Search code examples
haskellrecursionlist-comprehension

Understanding infinite list of lists with list comprehension and recursion


I'm learning Haskell coming from an imperative (mostly C) programming pov, with some basic understanding of Prolog. While trying to solve some exercises I've come across one that has bugged me for some time. After finding the answer provided, more doubts arose. I have to generate an infinite list of lists starting from an alphabet given as input (also known as kleene closure). The function is defined as follows:

kleene :: [a] -> [[a]]
kleene xs = []:[kle++[x] | kle <- kleene xs, x <- xs]

It works, but I do not seem to grasp how it works (which is the main point of the exercise I think). From what I understand from list comprehensions, I take the first element of the first list (here kleene xs) and then go through the elements of the second list (xs). This example shows the first 20 elements of the kleene closure.

> take 20 $ kleene [1,2,3]
> [[],[1],[2],[3],[1,1],[1,2],[1,3],[2,1],[2,2],[2,3],[3,1],[3,2],[3,3],[1,1,1],[1,1,2],[1,1,3],[1,2,1],[1,2,2],[1,2,3],[1,3,1]]

Now, what's going on here? Why the evaluation of this does not spiral out of control?

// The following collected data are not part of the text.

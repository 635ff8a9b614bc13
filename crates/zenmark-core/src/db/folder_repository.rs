//! Folder repository implementation

use libsql::{params, Connection, Row, Value};

use super::{nullable_text, optional_text, parse_id};
use crate::error::Result;
use crate::models::{Folder, FolderId};

const FOLDER_COLUMNS: &str = "id, owner_id, name, parent_id, created_at, updated_at, lifecycle";

/// Trait for folder storage operations (async)
#[allow(async_fn_in_trait)]
pub trait FolderRepository {
    /// Get a folder by ID, including soft-deleted ones
    async fn get(&self, id: &FolderId) -> Result<Option<Folder>>;

    /// Insert or replace the whole folder record
    async fn put(&self, folder: &Folder) -> Result<()>;

    /// List an owner's active folders by name
    async fn list_by_owner(&self, owner_id: &str) -> Result<Vec<Folder>>;

    /// Active folders directly under `parent` (`None` = root)
    async fn list_children(&self, owner_id: &str, parent: Option<&FolderId>)
        -> Result<Vec<Folder>>;

    /// IDs of an owner's active folders starting with `prefix`
    async fn list_ids_by_prefix(
        &self,
        owner_id: &str,
        prefix: &str,
        limit: usize,
    ) -> Result<Vec<String>>;
}

/// libSQL implementation of `FolderRepository`
pub struct LibSqlFolderRepository<'a> {
    conn: &'a Connection,
}

impl<'a> LibSqlFolderRepository<'a> {
    /// Create a new repository with the given connection
    pub const fn new(conn: &'a Connection) -> Self {
        Self { conn }
    }

    fn parse_folder(row: &Row) -> Result<Folder> {
        let id: String = row.get(0)?;
        let parent_id = optional_text(row, 3)?
            .map(|raw| parse_id::<FolderId>(&raw, "folder"))
            .transpose()?;
        let lifecycle: String = row.get(6)?;

        Ok(Folder {
            id: parse_id(&id, "folder")?,
            owner_id: row.get(1)?,
            name: row.get(2)?,
            parent_id,
            created_at: row.get(4)?,
            updated_at: row.get(5)?,
            lifecycle: lifecycle.parse()?,
        })
    }

    async fn collect(&self, mut rows: libsql::Rows) -> Result<Vec<Folder>> {
        let mut folders = Vec::new();
        while let Some(row) = rows.next().await? {
            folders.push(Self::parse_folder(&row)?);
        }
        Ok(folders)
    }
}

impl FolderRepository for LibSqlFolderRepository<'_> {
    async fn get(&self, id: &FolderId) -> Result<Option<Folder>> {
        let mut rows = self
            .conn
            .query(
                &format!("SELECT {FOLDER_COLUMNS} FROM folders WHERE id = ?"),
                [id.as_str()],
            )
            .await?;

        match rows.next().await? {
            Some(row) => Ok(Some(Self::parse_folder(&row)?)),
            None => Ok(None),
        }
    }

    async fn put(&self, folder: &Folder) -> Result<()> {
        self.conn
            .execute(
                "INSERT INTO folders (id, owner_id, name, parent_id, created_at, updated_at, lifecycle)
                 VALUES (?, ?, ?, ?, ?, ?, ?)
                 ON CONFLICT(id) DO UPDATE SET
                    owner_id = excluded.owner_id,
                    name = excluded.name,
                    parent_id = excluded.parent_id,
                    updated_at = excluded.updated_at,
                    lifecycle = excluded.lifecycle",
                params![
                    folder.id.as_str(),
                    folder.owner_id.as_str(),
                    folder.name.as_str(),
                    nullable_text(folder.parent_id.map(|id| id.as_str())),
                    folder.created_at,
                    folder.updated_at,
                    folder.lifecycle.as_str(),
                ],
            )
            .await?;
        Ok(())
    }

    async fn list_by_owner(&self, owner_id: &str) -> Result<Vec<Folder>> {
        let rows = self
            .conn
            .query(
                &format!(
                    "SELECT {FOLDER_COLUMNS}
                     FROM folders
                     WHERE owner_id = ? AND lifecycle = 'active'
                     ORDER BY name COLLATE NOCASE ASC"
                ),
                [owner_id],
            )
            .await?;
        self.collect(rows).await
    }

    async fn list_children(
        &self,
        owner_id: &str,
        parent: Option<&FolderId>,
    ) -> Result<Vec<Folder>> {
        let rows = match parent {
            Some(parent_id) => {
                self.conn
                    .query(
                        &format!(
                            "SELECT {FOLDER_COLUMNS}
                             FROM folders
                             WHERE owner_id = ? AND parent_id = ? AND lifecycle = 'active'
                             ORDER BY name COLLATE NOCASE ASC"
                        ),
                        params![owner_id, parent_id.as_str()],
                    )
                    .await?
            }
            None => {
                self.conn
                    .query(
                        &format!(
                            "SELECT {FOLDER_COLUMNS}
                             FROM folders
                             WHERE owner_id = ? AND parent_id IS NULL AND lifecycle = 'active'
                             ORDER BY name COLLATE NOCASE ASC"
                        ),
                        [owner_id],
                    )
                    .await?
            }
        };
        self.collect(rows).await
    }

    async fn list_ids_by_prefix(
        &self,
        owner_id: &str,
        prefix: &str,
        limit: usize,
    ) -> Result<Vec<String>> {
        let limit = i64::try_from(limit).unwrap_or(i64::MAX);
        let mut rows = self
            .conn
            .query(
                "SELECT id FROM folders
                 WHERE owner_id = ?1 AND lifecycle = 'active'
                   AND substr(id, 1, length(?2)) = ?2
                 ORDER BY id
                 LIMIT ?3",
                params![owner_id, prefix, Value::Integer(limit)],
            )
            .await?;

        let mut ids = Vec::new();
        while let Some(row) = rows.next().await? {
            ids.push(row.get::<String>(0)?);
        }
        Ok(ids)
    }
}

#[cfg(test)]
mod tests {
    use super::*;
    use crate::db::Database;
    use crate::models::Lifecycle;
    use pretty_assertions::assert_eq;

    #[tokio::test(flavor = "multi_thread")]
    async fn test_put_and_get() {
        let db = Database::open_in_memory().await.unwrap();
        let repo = LibSqlFolderRepository::new(db.connection());

        let folder = Folder::new("user-1", "Work", None).unwrap();
        repo.put(&folder).await.unwrap();

        assert_eq!(repo.get(&folder.id).await.unwrap(), Some(folder));
        assert!(repo.get(&FolderId::new()).await.unwrap().is_none());
    }

    #[tokio::test(flavor = "multi_thread")]
    async fn test_list_by_owner_skips_deleted() {
        let db = Database::open_in_memory().await.unwrap();
        let repo = LibSqlFolderRepository::new(db.connection());

        let work = Folder::new("user-1", "work", None).unwrap();
        let archive = Folder::new("user-1", "Archive", None).unwrap();
        let mut gone = Folder::new("user-1", "Gone", None).unwrap();
        gone.lifecycle = Lifecycle::Deleted;
        let foreign = Folder::new("user-2", "Theirs", None).unwrap();
        for folder in [&work, &archive, &gone, &foreign] {
            repo.put(folder).await.unwrap();
        }

        let names = repo
            .list_by_owner("user-1")
            .await
            .unwrap()
            .into_iter()
            .map(|folder| folder.name)
            .collect::<Vec<_>>();
        assert_eq!(names, vec!["Archive", "work"]);
    }

    #[tokio::test(flavor = "multi_thread")]
    async fn test_list_children() {
        let db = Database::open_in_memory().await.unwrap();
        let repo = LibSqlFolderRepository::new(db.connection());

        let parent = Folder::new("user-1", "Parent", None).unwrap();
        let child = Folder::new("user-1", "Child", Some(parent.id)).unwrap();
        repo.put(&parent).await.unwrap();
        repo.put(&child).await.unwrap();

        let roots = repo.list_children("user-1", None).await.unwrap();
        assert_eq!(roots.len(), 1);
        assert_eq!(roots[0].id, parent.id);

        let children = repo.list_children("user-1", Some(&parent.id)).await.unwrap();
        assert_eq!(children.len(), 1);
        assert_eq!(children[0].id, child.id);
    }

    #[tokio::test(flavor = "multi_thread")]
    async fn test_prefix_is_matched_literally() {
        let db = Database::open_in_memory().await.unwrap();
        let repo = LibSqlFolderRepository::new(db.connection());

        let folder = Folder::new("user-1", "Inbox", None).unwrap();
        repo.put(&folder).await.unwrap();
        let id = folder.id.to_string();

        let found = repo.list_ids_by_prefix("user-1", &id[..8], 3).await.unwrap();
        assert_eq!(found, vec![id.clone()]);
        assert!(repo.list_ids_by_prefix("user-1", "%", 3).await.unwrap().is_empty());
        assert!(repo
            .list_ids_by_prefix("user-1", &format!("{}_", &id[..7]), 3)
            .await
            .unwrap()
            .is_empty());
    }
}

Is it because of lazy evaluation, that allows to go on without really computing if not necessary? If I try to substitute and evaluate the expression, I get stuck in a loop:

[[],[kleene [1,2,3],1],[kleene [1,2,3],2],[kleene [1,2,3],3],[kleene [1,2,3],...]

To compute kleene I have to infinitely compute it. In the first row, once I resolve kleene I get

[[],[[],kleene [1,2,3],1,1],[[], kleene [1,2,3],1,2],[[], kleene [1,2,3],1,3],...]

But then it should go on for ever. Why do I get an output that is progressively bigger instead of infinitely big elements? Is it because of Lazy Evaluation, that each recursive call counts as an element of the list, so that the next element is of kle is only the subsequent recursive call, while carrying the elements of xs every time? Can someone help me out understanding this?


Solution

  • Is it because of lazy evaluation, that allows to go on without really computing if not necessary?

    More or less, yes.

    If you call kleene xs it returns [] : […], so it is a "cons" (a list data object) where the head is known, an empty list, and something that still needs to be evaluated).

    This thus means that it can produce the first item, without any problem. Which thus can be used in the list comprehension.

    The first item for kleene xs is thus [], for any value of xs, so in the list comprehension []:[kle++[x] | kle <- kleene xs, x <- xs] it thus takes kle = [] and then starts enumerating over the lists, so if xs = [1,2], then it will produce kle ++ [1] and kle ++ [2], so [1] and [2]. Then it moves to the next item, this will force producing the next item in the recursive call, but we can, these are [1] and [2] and these can be produced without any recursive call to kleene xs. After that it thus will make an extra recursive call.

    This makes it not very efficient. It will grow with 𝓞(log2n) levels of recursive calls for a list with length n. We can optimize this by simply referring to the same list we are constructing. Indeed:

    kleene :: [a] -> [[a]]
    kleene xs = go
      where go = [] : [kle++[x] | kle <- go, x <- xs]
    

    Now we thus only make one call and the producer of the next items of the list, will also read items from the same list. The downside of this is that it will require memory. Indeed, it will hold all the items between the current position we need for kle <- go, and the one we are producing.